• _Work to complete_
Read each of the lines below and tally those with "bool"; the tally is the whole answer.

[Dataset entries]
--- START ---

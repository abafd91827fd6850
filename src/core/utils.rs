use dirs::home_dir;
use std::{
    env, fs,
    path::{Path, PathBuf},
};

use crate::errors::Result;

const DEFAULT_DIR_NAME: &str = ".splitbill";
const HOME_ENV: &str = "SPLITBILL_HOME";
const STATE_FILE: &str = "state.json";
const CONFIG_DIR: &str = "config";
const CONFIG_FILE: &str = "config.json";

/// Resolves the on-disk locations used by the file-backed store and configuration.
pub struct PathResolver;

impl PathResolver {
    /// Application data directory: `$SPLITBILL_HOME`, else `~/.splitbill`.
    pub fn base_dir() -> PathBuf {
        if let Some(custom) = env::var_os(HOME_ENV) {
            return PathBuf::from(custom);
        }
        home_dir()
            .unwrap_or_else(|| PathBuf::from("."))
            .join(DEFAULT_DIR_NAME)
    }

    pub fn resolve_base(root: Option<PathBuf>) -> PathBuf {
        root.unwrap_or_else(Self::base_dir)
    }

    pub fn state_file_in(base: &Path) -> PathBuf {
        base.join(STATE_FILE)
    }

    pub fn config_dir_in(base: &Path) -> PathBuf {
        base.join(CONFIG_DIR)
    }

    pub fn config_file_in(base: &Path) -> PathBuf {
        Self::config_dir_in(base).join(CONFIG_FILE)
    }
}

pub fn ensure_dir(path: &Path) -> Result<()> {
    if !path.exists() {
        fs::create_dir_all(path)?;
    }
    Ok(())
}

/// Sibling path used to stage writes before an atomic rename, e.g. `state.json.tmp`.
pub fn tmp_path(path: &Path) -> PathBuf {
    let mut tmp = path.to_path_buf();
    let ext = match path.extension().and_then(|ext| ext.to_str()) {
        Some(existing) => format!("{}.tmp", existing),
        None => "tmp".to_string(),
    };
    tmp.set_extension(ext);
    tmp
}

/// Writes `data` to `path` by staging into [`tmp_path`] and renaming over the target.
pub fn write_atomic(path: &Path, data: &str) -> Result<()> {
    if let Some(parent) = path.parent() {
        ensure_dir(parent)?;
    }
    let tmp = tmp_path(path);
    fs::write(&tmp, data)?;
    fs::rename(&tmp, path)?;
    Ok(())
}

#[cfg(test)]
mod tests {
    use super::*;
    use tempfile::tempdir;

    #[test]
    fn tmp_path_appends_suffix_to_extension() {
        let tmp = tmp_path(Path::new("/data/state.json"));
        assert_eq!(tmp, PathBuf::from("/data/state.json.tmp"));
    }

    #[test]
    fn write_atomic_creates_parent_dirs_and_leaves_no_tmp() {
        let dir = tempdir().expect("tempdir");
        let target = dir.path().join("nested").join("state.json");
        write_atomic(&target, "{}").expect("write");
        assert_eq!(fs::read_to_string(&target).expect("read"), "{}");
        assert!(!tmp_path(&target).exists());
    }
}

--- END ---
--- START ---

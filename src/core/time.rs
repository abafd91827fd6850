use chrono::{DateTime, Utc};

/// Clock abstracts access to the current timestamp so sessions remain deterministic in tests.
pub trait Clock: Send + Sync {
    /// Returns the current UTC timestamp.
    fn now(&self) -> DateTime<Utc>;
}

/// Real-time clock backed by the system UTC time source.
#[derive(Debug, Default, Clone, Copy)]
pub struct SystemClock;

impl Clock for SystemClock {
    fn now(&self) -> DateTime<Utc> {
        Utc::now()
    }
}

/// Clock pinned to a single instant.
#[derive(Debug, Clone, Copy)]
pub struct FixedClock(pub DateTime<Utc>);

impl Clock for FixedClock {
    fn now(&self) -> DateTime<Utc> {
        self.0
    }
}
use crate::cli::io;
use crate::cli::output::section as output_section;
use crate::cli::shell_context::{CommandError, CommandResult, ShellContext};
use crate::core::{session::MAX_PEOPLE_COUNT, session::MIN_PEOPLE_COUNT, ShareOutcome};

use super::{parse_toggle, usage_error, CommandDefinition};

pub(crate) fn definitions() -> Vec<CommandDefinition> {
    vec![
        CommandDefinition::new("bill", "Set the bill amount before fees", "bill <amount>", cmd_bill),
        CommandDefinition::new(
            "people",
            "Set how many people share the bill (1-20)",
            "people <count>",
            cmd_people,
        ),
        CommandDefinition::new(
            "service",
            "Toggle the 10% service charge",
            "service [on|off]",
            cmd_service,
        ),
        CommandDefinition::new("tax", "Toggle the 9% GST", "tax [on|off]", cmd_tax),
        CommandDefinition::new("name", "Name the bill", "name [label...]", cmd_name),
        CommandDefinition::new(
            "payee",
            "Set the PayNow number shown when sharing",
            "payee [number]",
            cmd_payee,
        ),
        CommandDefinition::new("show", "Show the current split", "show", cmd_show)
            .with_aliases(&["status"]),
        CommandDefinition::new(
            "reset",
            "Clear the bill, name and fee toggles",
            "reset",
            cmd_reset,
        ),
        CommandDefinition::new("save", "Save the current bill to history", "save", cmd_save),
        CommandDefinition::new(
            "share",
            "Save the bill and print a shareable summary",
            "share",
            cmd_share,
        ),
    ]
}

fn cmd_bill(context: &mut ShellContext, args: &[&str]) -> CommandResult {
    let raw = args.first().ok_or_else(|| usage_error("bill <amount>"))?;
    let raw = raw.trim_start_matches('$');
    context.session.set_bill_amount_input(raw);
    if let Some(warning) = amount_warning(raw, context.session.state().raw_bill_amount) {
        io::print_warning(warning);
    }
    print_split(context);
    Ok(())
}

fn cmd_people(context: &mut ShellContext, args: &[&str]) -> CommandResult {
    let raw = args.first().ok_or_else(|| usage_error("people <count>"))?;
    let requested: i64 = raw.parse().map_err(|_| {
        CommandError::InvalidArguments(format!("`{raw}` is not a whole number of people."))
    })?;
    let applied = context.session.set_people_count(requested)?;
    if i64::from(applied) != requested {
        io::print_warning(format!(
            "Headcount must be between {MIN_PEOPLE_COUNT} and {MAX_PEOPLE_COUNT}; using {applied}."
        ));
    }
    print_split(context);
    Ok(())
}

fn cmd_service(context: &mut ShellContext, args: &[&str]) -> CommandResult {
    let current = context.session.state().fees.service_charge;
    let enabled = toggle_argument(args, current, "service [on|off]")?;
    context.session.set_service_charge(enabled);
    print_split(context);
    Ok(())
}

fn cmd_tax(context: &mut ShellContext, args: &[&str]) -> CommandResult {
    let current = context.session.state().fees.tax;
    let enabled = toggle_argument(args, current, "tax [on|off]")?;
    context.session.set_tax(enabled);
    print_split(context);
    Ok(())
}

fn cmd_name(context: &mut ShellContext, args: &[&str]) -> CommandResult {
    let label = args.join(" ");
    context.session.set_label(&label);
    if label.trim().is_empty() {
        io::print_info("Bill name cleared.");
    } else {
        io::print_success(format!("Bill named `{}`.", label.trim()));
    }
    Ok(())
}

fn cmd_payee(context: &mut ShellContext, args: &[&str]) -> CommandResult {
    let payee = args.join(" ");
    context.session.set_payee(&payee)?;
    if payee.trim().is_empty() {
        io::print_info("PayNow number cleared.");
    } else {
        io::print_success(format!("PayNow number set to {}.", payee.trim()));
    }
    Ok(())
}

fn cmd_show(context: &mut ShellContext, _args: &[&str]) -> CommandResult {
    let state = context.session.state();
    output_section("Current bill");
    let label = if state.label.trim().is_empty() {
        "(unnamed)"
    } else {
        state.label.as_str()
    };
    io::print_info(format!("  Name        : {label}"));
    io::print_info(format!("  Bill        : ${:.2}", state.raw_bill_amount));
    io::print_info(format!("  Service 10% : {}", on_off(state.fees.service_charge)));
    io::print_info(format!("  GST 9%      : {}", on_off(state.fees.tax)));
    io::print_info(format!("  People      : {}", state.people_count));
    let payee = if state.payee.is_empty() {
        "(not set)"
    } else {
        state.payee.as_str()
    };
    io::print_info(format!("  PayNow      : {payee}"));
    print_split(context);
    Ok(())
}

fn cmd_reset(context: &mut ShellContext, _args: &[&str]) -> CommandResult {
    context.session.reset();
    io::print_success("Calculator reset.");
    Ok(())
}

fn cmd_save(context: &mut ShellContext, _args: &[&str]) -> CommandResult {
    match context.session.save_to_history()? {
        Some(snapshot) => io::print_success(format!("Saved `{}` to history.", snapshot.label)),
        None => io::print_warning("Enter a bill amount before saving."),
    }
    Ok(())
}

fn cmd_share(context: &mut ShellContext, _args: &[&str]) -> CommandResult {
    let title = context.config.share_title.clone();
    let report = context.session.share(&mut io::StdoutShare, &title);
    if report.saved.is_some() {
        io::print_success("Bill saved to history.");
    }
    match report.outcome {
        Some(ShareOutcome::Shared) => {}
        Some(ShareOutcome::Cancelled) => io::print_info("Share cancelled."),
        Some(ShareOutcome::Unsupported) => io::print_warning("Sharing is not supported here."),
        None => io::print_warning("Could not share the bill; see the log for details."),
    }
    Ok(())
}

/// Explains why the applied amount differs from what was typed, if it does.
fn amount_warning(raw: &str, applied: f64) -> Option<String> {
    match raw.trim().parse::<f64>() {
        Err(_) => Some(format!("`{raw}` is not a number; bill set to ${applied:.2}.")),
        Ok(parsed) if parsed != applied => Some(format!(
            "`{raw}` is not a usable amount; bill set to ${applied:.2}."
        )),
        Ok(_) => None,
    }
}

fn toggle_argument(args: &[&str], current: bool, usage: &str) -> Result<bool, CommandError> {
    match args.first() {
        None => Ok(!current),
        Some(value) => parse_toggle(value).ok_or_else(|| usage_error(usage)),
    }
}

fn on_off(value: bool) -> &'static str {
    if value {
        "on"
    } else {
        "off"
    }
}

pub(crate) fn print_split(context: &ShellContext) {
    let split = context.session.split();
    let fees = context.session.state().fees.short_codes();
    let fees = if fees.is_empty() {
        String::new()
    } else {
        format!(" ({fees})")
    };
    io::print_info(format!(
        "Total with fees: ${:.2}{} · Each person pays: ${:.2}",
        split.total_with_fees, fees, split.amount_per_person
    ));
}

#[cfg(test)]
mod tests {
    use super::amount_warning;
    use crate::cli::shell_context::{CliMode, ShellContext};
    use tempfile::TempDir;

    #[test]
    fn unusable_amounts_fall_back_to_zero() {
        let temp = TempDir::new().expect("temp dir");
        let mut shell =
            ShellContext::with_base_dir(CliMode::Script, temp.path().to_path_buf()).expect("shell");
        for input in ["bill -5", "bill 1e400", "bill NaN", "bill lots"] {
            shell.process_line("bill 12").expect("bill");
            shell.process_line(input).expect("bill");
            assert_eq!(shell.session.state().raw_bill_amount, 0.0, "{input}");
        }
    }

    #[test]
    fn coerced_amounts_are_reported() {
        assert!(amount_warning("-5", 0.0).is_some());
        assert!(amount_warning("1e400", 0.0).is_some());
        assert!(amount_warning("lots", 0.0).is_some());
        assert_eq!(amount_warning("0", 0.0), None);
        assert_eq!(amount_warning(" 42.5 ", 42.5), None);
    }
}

--- END ---

• _Answer area_
2